First, I am suspicious of “axial age” claims in the first place. The religion of Zarathustra seems to be a somewhat arbitrary boundary line for the beginning of the age (around 1000 B.C), and even this religion was probably an amalgamation previous religious thought (as in many new religions). Also, the upper boundary of the age seems very arbitrary as well–there were certainly great innovations in both Greek, Middle eastern, Indian, (and yes, Chinese) philosophical and religious thought after 200 B.C. Messianic Judaism (including the Christian movement) comes to mind, as well as Hellenistic philosophy (Skeptics, Stoics, etc.), deep philosophical changes in Buddhism within the Mahayana tradition, the amalgamation of “modern” Hinduism…and these are just a few. It seems wrong to claim that innovations such as these were merely changes of pre-existent worldviews, whereas the innovations of the axial age were completely original. I simply see no evidence that the axial age innovations were any more original then the innovations in philosophy and religion that happened before and after the axial age. Of course, the axial age innovations certainly were striking new creations, but so were many other innovations throughout human history.

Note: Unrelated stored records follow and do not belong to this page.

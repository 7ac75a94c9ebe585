//! `chatoc platforms`: list registered adapters in match order.

use std::fmt::Write as _;

use anyhow::Result;
use owo_colors::OwoColorize;

use crate::platform::Registry;

pub fn list_platforms(registry: &Registry) -> Result<()> {
    print!("{}", describe(registry));
    Ok(())
}

fn describe(registry: &Registry) -> String {
    let mut out = String::new();
    for (i, adapter) in registry.iter().enumerate() {
        let _ = writeln!(
            out,
            "{:>2}. {} {} v{}",
            i + 1,
            adapter.id().bold(),
            adapter.name(),
            adapter.version()
        );
        for pattern in adapter.patterns() {
            let _ = writeln!(out, "      {}", pattern.dimmed());
        }
    }
    out
}

#[cfg(test)]
mod tests {
    use super::*;

    #[test]
    fn test_describe_lists_builtins_in_order() {
        owo_colors::set_override(false);
        let text = describe(&Registry::builtin());
        let deepseek = text.find("deepseek").unwrap();
        let chatgpt = text.find("chatgpt").unwrap();
        assert!(deepseek < chatgpt);
        assert!(text.contains("*://chat.openai.com/*"));
        assert!(text.contains("ChatGPT v2"));
    }
}
//! Engine driver: the session that ties an adapter, the sidebar and the
//! debounce timer to one page.

mod intent;
mod session;
mod state;

pub use intent::{Command, CommandError, Intent};
pub use session::{Dispatched, Session};
pub use state::{is_shutdown, register_shutdown, setup_shutdown_handler};
//! Common utilities shared across CLI commands.

use std::fs;
use std::path::Path;

use anyhow::{Context as _, Result};

use super::Cli;
use crate::config::Settings;
use crate::dom::{Document, parse_document};
use crate::platform::Registry;

/// Settings and the adapter registry built from them.
pub struct Context {
    pub settings: Settings,
    pub registry: Registry,
}

impl Context {
    pub fn load(cli: &Cli) -> Result<Self> {
        let settings = Settings::load(&cli.config)
            .with_context(|| format!("failed to load {}", cli.config.display()))?;
        if let Some(path) = &settings.config_path {
            crate::debug!("config"; "loaded {}", path.display());
        }
        let registry = settings.registry()?;
        Ok(Self { settings, registry })
    }
}

pub fn read_html(path: &Path) -> Result<String> {
    fs::read_to_string(path).with_context(|| format!("failed to read {}", path.display()))
}

/// Load a saved page into a fresh document.
pub fn read_page(path: &Path) -> Result<Document> {
    let html = read_html(path)?;
    parse_document(&html).with_context(|| format!("failed to parse {}", path.display()))
}
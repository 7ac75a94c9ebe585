//! Trailing-edge debounce timer.
//!
//! Every qualifying event re-arms the timer; the pass fires once the quiet
//! period has elapsed since the *last* event. Time is passed in explicitly so
//! the event loop owns the clock and tests can drive it deterministically.

use std::time::{Duration, Instant};

/// Idle sleep when nothing is armed.
pub const IDLE: Duration = Duration::from_secs(86400);

#[derive(Debug, Clone)]
pub struct Debouncer {
    quiet: Duration,
    last_event: Option<Instant>,
    /// Events folded into the pending fire
    pending: usize,
}

impl Debouncer {
    pub fn new(quiet: Duration) -> Self {
        Self {
            quiet,
            last_event: None,
            pending: 0,
        }
    }

    pub fn quiet(&self) -> Duration {
        self.quiet
    }

    /// Re-arm the timer.
    pub fn trigger(&mut self, now: Instant) {
        self.last_event = Some(now);
        self.pending += 1;
    }

    pub fn is_armed(&self) -> bool {
        self.last_event.is_some()
    }

    /// When the pending fire is due, if armed.
    pub fn deadline(&self) -> Option<Instant> {
        self.last_event.map(|t| t + self.quiet)
    }

    pub fn is_ready(&self, now: Instant) -> bool {
        self.deadline().is_some_and(|d| now >= d)
    }

    /// Fire if due. Returns how many events were coalesced.
    pub fn take_if_ready(&mut self, now: Instant) -> Option<usize> {
        if !self.is_ready(now) {
            return None;
        }
        self.last_event = None;
        Some(std::mem::take(&mut self.pending))
    }

    /// Drop a pending fire without running it.
    pub fn cancel(&mut self) -> usize {
        self.last_event = None;
        std::mem::take(&mut self.pending)
    }

    /// Precise sleep until the next possible fire.
    pub fn sleep_duration(&self, now: Instant) -> Duration {
        match self.deadline() {
            Some(deadline) => deadline
                .saturating_duration_since(now)
                .max(Duration::from_millis(1)),
            None => IDLE,
        }
    }
}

Another thing I take issue with is Graham’s claim (of course not his alone) that the cause of such axial age innovation was political instability. In axial age China, this was certainly the case, however in other areas, this was not true. If we take it for granted that political instability motivates creativity, we should expect (as we don’t find) that contemporary American society (for the last two hundred years or so) should be less creative than more war-ravaged societies. Even if this is true, it isn’t obviously the case. Surely there are some relatively stable societies in which innovation thrives, as well as the opposite. So I think Graham’s explanation here is lacking.

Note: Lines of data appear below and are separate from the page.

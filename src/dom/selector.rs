//! CSS selectors used by platform adapters.
//!
//! Parsing and matching are done by the `selectors` crate. This module plugs
//! the [`Document`] arena into it:
//!
//! - [`Dialect`]: a selector implementation without namespaces, pseudo-elements
//!   or stateful pseudo-classes (`:hover` and friends are parse errors)
//! - [`NodeRef`]: a borrowed element handle implementing [`selectors::Element`]
//!
//! Type, `#id`, `.class`, attribute operators, `*`, every combinator,
//! selector lists and tree-structural pseudo-classes (`:first-child`,
//! `:nth-of-type(..)`, `:not(..)`) all come with the crate.

use std::fmt;
use std::hash::{Hash, Hasher};
use std::str::FromStr;

use cssparser::ToCss;
use precomputed_hash::PrecomputedHash;
use rustc_hash::FxHasher;
use selectors::OpaqueElement;
use selectors::attr::{AttrSelectorOperation, CaseSensitivity, NamespaceConstraint};
use selectors::bloom::BloomFilter;
use selectors::matching::{
    self, ElementSelectorFlags, MatchingContext, MatchingForInvalidation, MatchingMode,
    NeedsSelectorFlags, QuirksMode, SelectorCaches,
};
use selectors::parser::{self, ParseRelative, SelectorList, SelectorParseErrorKind};
use thiserror::Error;

use super::{Document, Element, Node, NodeId};

#[derive(Debug, Clone, PartialEq, Eq, Error)]
pub enum SelectorError {
    #[error("empty selector")]
    Empty,
    #[error("invalid selector `{selector}` at column {column}: {reason}")]
    Invalid {
        selector: String,
        column: u32,
        reason: String,
    },
}

// =============================================================================
// Dialect
// =============================================================================

#[derive(Debug, Clone, Copy, PartialEq, Eq)]
pub struct Dialect;

/// Attribute value as written in a selector.
#[derive(Debug, Clone, Default, PartialEq, Eq, Hash)]
pub struct CssString(String);

impl From<&str> for CssString {
    fn from(value: &str) -> Self {
        Self(value.to_string())
    }
}

impl AsRef<str> for CssString {
    fn as_ref(&self) -> &str {
        &self.0
    }
}

impl ToCss for CssString {
    fn to_css<W: fmt::Write>(&self, dest: &mut W) -> fmt::Result {
        cssparser::serialize_string(&self.0, dest)
    }
}

impl PrecomputedHash for CssString {
    fn precomputed_hash(&self) -> u32 {
        fx_hash(&self.0)
    }
}

/// Tag names, ids, classes and attribute names.
#[derive(Debug, Clone, Default, PartialEq, Eq, Hash)]
pub struct CssIdent(String);

impl From<&str> for CssIdent {
    fn from(value: &str) -> Self {
        Self(value.to_string())
    }
}

impl ToCss for CssIdent {
    fn to_css<W: fmt::Write>(&self, dest: &mut W) -> fmt::Result {
        cssparser::serialize_identifier(&self.0, dest)
    }
}

impl PrecomputedHash for CssIdent {
    fn precomputed_hash(&self) -> u32 {
        fx_hash(&self.0)
    }
}

fn fx_hash(value: &str) -> u32 {
    let mut hasher = FxHasher::default();
    value.hash(&mut hasher);
    hasher.finish() as u32
}

#[derive(Debug, Clone, PartialEq, Eq)]
pub enum PseudoClass {}

impl parser::NonTSPseudoClass for PseudoClass {
    type Impl = Dialect;

    fn is_active_or_hover(&self) -> bool {
        match *self {}
    }

    fn is_user_action_state(&self) -> bool {
        match *self {}
    }
}

impl ToCss for PseudoClass {
    fn to_css<W: fmt::Write>(&self, _dest: &mut W) -> fmt::Result {
        match *self {}
    }
}

#[derive(Debug, Clone, PartialEq, Eq)]
pub enum PseudoElement {}

impl parser::PseudoElement for PseudoElement {
    type Impl = Dialect;
}

impl ToCss for PseudoElement {
    fn to_css<W: fmt::Write>(&self, _dest: &mut W) -> fmt::Result {
        match *self {}
    }
}

impl parser::SelectorImpl for Dialect {
    type ExtraMatchingData<'a> = ();
    type AttrValue = CssString;
    type Identifier = CssIdent;
    type LocalName = CssIdent;
    type NamespaceUrl = CssIdent;
    type NamespacePrefix = CssIdent;
    type BorrowedNamespaceUrl = CssIdent;
    type BorrowedLocalName = CssIdent;
    type NonTSPseudoClass = PseudoClass;
    type PseudoElement = PseudoElement;
}

struct DialectParser;

impl<'i> parser::Parser<'i> for DialectParser {
    type Impl = Dialect;
    type Error = SelectorParseErrorKind<'i>;
}

// =============================================================================
// Element handle
// =============================================================================

/// An element of a [`Document`], as seen by the matcher.
#[derive(Clone, Copy)]
pub struct NodeRef<'a> {
    doc: &'a Document,
    id: NodeId,
    node: &'a Node,
    element: &'a Element,
}

impl<'a> NodeRef<'a> {
    /// `None` for stale ids and text nodes.
    pub fn new(doc: &'a Document, id: NodeId) -> Option<Self> {
        let node = doc.get(id)?;
        let element = node.as_element()?;
        Some(Self {
            doc,
            id,
            node,
            element,
        })
    }

    pub fn id(&self) -> NodeId {
        self.id
    }

    fn wrap(&self, id: Option<NodeId>) -> Option<Self> {
        id.and_then(|id| Self::new(self.doc, id))
    }
}

impl fmt::Debug for NodeRef<'_> {
    fn fmt(&self, f: &mut fmt::Formatter<'_>) -> fmt::Result {
        write!(f, "<{}> {}", self.element.tag(), self.id)
    }
}

impl selectors::Element for NodeRef<'_> {
    type Impl = Dialect;

    fn opaque(&self) -> OpaqueElement {
        OpaqueElement::new(self.node)
    }

    fn parent_element(&self) -> Option<Self> {
        self.wrap(self.doc.parent(self.id))
    }

    fn parent_node_is_shadow_root(&self) -> bool {
        false
    }

    fn containing_shadow_host(&self) -> Option<Self> {
        None
    }

    fn is_pseudo_element(&self) -> bool {
        false
    }

    fn prev_sibling_element(&self) -> Option<Self> {
        self.wrap(self.doc.prev_element_sibling(self.id))
    }

    fn next_sibling_element(&self) -> Option<Self> {
        let parent = self.doc.parent(self.id)?;
        let siblings = self.doc.children(parent);
        let pos = siblings.iter().position(|&s| s == self.id)?;
        siblings[pos + 1..]
            .iter()
            .find_map(|&s| Self::new(self.doc, s))
    }

    fn first_element_child(&self) -> Option<Self> {
        self.wrap(self.doc.element_children(self.id).next())
    }

    fn is_html_element_in_html_document(&self) -> bool {
        true
    }

    fn has_local_name(&self, name: &CssIdent) -> bool {
        self.element.tag() == name.0
    }

    fn has_namespace(&self, ns: &CssIdent) -> bool {
        ns.0.is_empty()
    }

    fn is_same_type(&self, other: &Self) -> bool {
        self.element.tag() == other.element.tag()
    }

    fn attr_matches(
        &self,
        ns: &NamespaceConstraint<&CssIdent>,
        local_name: &CssIdent,
        operation: &AttrSelectorOperation<&CssString>,
    ) -> bool {
        if let NamespaceConstraint::Specific(url) = ns
            && !url.0.is_empty()
        {
            return false;
        }
        self.element
            .attr(&local_name.0)
            .is_some_and(|value| operation.eval_str(value))
    }

    fn match_non_ts_pseudo_class(
        &self,
        pc: &PseudoClass,
        _context: &mut MatchingContext<'_, Dialect>,
    ) -> bool {
        match *pc {}
    }

    fn match_pseudo_element(
        &self,
        pe: &PseudoElement,
        _context: &mut MatchingContext<'_, Dialect>,
    ) -> bool {
        match *pe {}
    }

    fn apply_selector_flags(&self, _flags: ElementSelectorFlags) {}

    fn is_link(&self) -> bool {
        false
    }

    fn is_html_slot_element(&self) -> bool {
        false
    }

    fn has_id(&self, id: &CssIdent, case_sensitivity: CaseSensitivity) -> bool {
        self.element
            .attr("id")
            .is_some_and(|value| case_sensitivity.eq(id.0.as_bytes(), value.as_bytes()))
    }

    fn has_class(&self, name: &CssIdent, case_sensitivity: CaseSensitivity) -> bool {
        self.element
            .classes()
            .any(|class| case_sensitivity.eq(name.0.as_bytes(), class.as_bytes()))
    }

    fn has_custom_state(&self, _name: &CssIdent) -> bool {
        false
    }

    fn imported_part(&self, _name: &CssIdent) -> Option<CssIdent> {
        None
    }

    fn is_part(&self, _name: &CssIdent) -> bool {
        false
    }

    fn is_empty(&self) -> bool {
        self.doc.children(self.id).is_empty()
    }

    fn is_root(&self) -> bool {
        self.id == self.doc.body()
    }

    fn add_element_unique_hashes(&self, _filter: &mut BloomFilter) -> bool {
        false
    }
}

// =============================================================================
// Selector
// =============================================================================

/// A compiled selector list.
#[derive(Clone)]
pub struct Selector {
    source: String,
    list: SelectorList<Dialect>,
}

impl fmt::Debug for Selector {
    fn fmt(&self, f: &mut fmt::Formatter<'_>) -> fmt::Result {
        f.debug_tuple("Selector").field(&self.source).finish()
    }
}

impl fmt::Display for Selector {
    fn fmt(&self, f: &mut fmt::Formatter<'_>) -> fmt::Result {
        f.write_str(&self.source)
    }
}

impl PartialEq for Selector {
    fn eq(&self, other: &Self) -> bool {
        self.source == other.source
    }
}

impl Eq for Selector {}

impl FromStr for Selector {
    type Err = SelectorError;

    fn from_str(s: &str) -> Result<Self, Self::Err> {
        Self::parse(s)
    }
}

fn context(caches: &mut SelectorCaches) -> MatchingContext<'_, Dialect> {
    MatchingContext::new(
        MatchingMode::Normal,
        None,
        caches,
        QuirksMode::NoQuirks,
        NeedsSelectorFlags::No,
        MatchingForInvalidation::No,
    )
}

impl Selector {
    pub fn parse(source: &str) -> Result<Self, SelectorError> {
        let source = source.trim();
        if source.is_empty() {
            return Err(SelectorError::Empty);
        }

        let mut input = cssparser::ParserInput::new(source);
        let mut css = cssparser::Parser::new(&mut input);
        let list = SelectorList::parse(&DialectParser, &mut css, ParseRelative::No).map_err(|e| {
            SelectorError::Invalid {
                selector: source.to_string(),
                column: e.location.column,
                reason: format!("{:?}", e.kind),
            }
        })?;

        Ok(Self {
            source: source.to_string(),
            list,
        })
    }

    pub fn as_str(&self) -> &str {
        &self.source
    }

    fn matches_with(
        &self,
        doc: &Document,
        id: NodeId,
        context: &mut MatchingContext<'_, Dialect>,
    ) -> bool {
        NodeRef::new(doc, id).is_some_and(|element| {
            self.list
                .slice()
                .iter()
                .any(|s| matching::matches_selector(s, 0, None, &element, context))
        })
    }

    /// Does the element match any alternative?
    pub fn matches(&self, doc: &Document, id: NodeId) -> bool {
        let mut caches = SelectorCaches::default();
        self.matches_with(doc, id, &mut context(&mut caches))
    }

    /// Matching descendants of `root` in document order (root excluded).
    pub fn query_all(&self, doc: &Document, root: NodeId) -> Vec<NodeId> {
        let mut caches = SelectorCaches::default();
        let mut context = context(&mut caches);
        doc.descendants(root)
            .filter(|&n| self.matches_with(doc, n, &mut context))
            .collect()
    }

    /// First matching descendant of `root` in document order.
    pub fn query_first(&self, doc: &Document, root: NodeId) -> Option<NodeId> {
        let mut caches = SelectorCaches::default();
        let mut context = context(&mut caches);
        doc.descendants(root)
            .find(|&n| self.matches_with(doc, n, &mut context))
    }

    /// Nearest ancestor-or-self matching the selector.
    pub fn closest(&self, doc: &Document, id: NodeId) -> Option<NodeId> {
        let mut caches = SelectorCaches::default();
        let mut context = context(&mut caches);
        std::iter::once(id)
            .chain(doc.ancestors(id))
            .find(|&n| self.matches_with(doc, n, &mut context))
    }

    /// Does `id` match, or contain a match?
    pub fn matches_within(&self, doc: &Document, id: NodeId) -> bool {
        self.matches(doc, id) || self.query_first(doc, id).is_some()
    }
}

This kind of reasoning and viewing the axial age as a completely original period has led to some claims I find a bit dubious. I heard an interview with Karen Armstrong on NPR, on her new book “The Great Transformation” about axial age thought. I haven’t yet read the book (I think I’ll read it this summer), but she claimed on the show that there were certain common elements to axial age thinkers, such as an emphasis on compassion. In the case of axial age China, this is untrue. There were some thinkers who emphasized this (especially Mencius and Mozi), but there were others who either cared little for compassion in particular or openly rejected it (I’m thinking mainly of Zhuangzi in the first case, the legalists in the second). I see her search for a “common cause” as a symptom of the kind of sentiment revealed in the Graham quote above–the view that there was something unique in the axial age not to be found in other periods. I think this is untrue, and this is the reason such a “common cause” will not be found. (that said, I think Armstrong is an excellent writer, and highly recommend her work. I’m currently in the middle of “A History of God”. I also plan to check out her writings on Islam.)
Anyway–perhaps it is for reasons like Graham’s that many philosophers ignore Han dynasty philosophy. However, I think considerations such as those above justify a reappraisal of those reasons.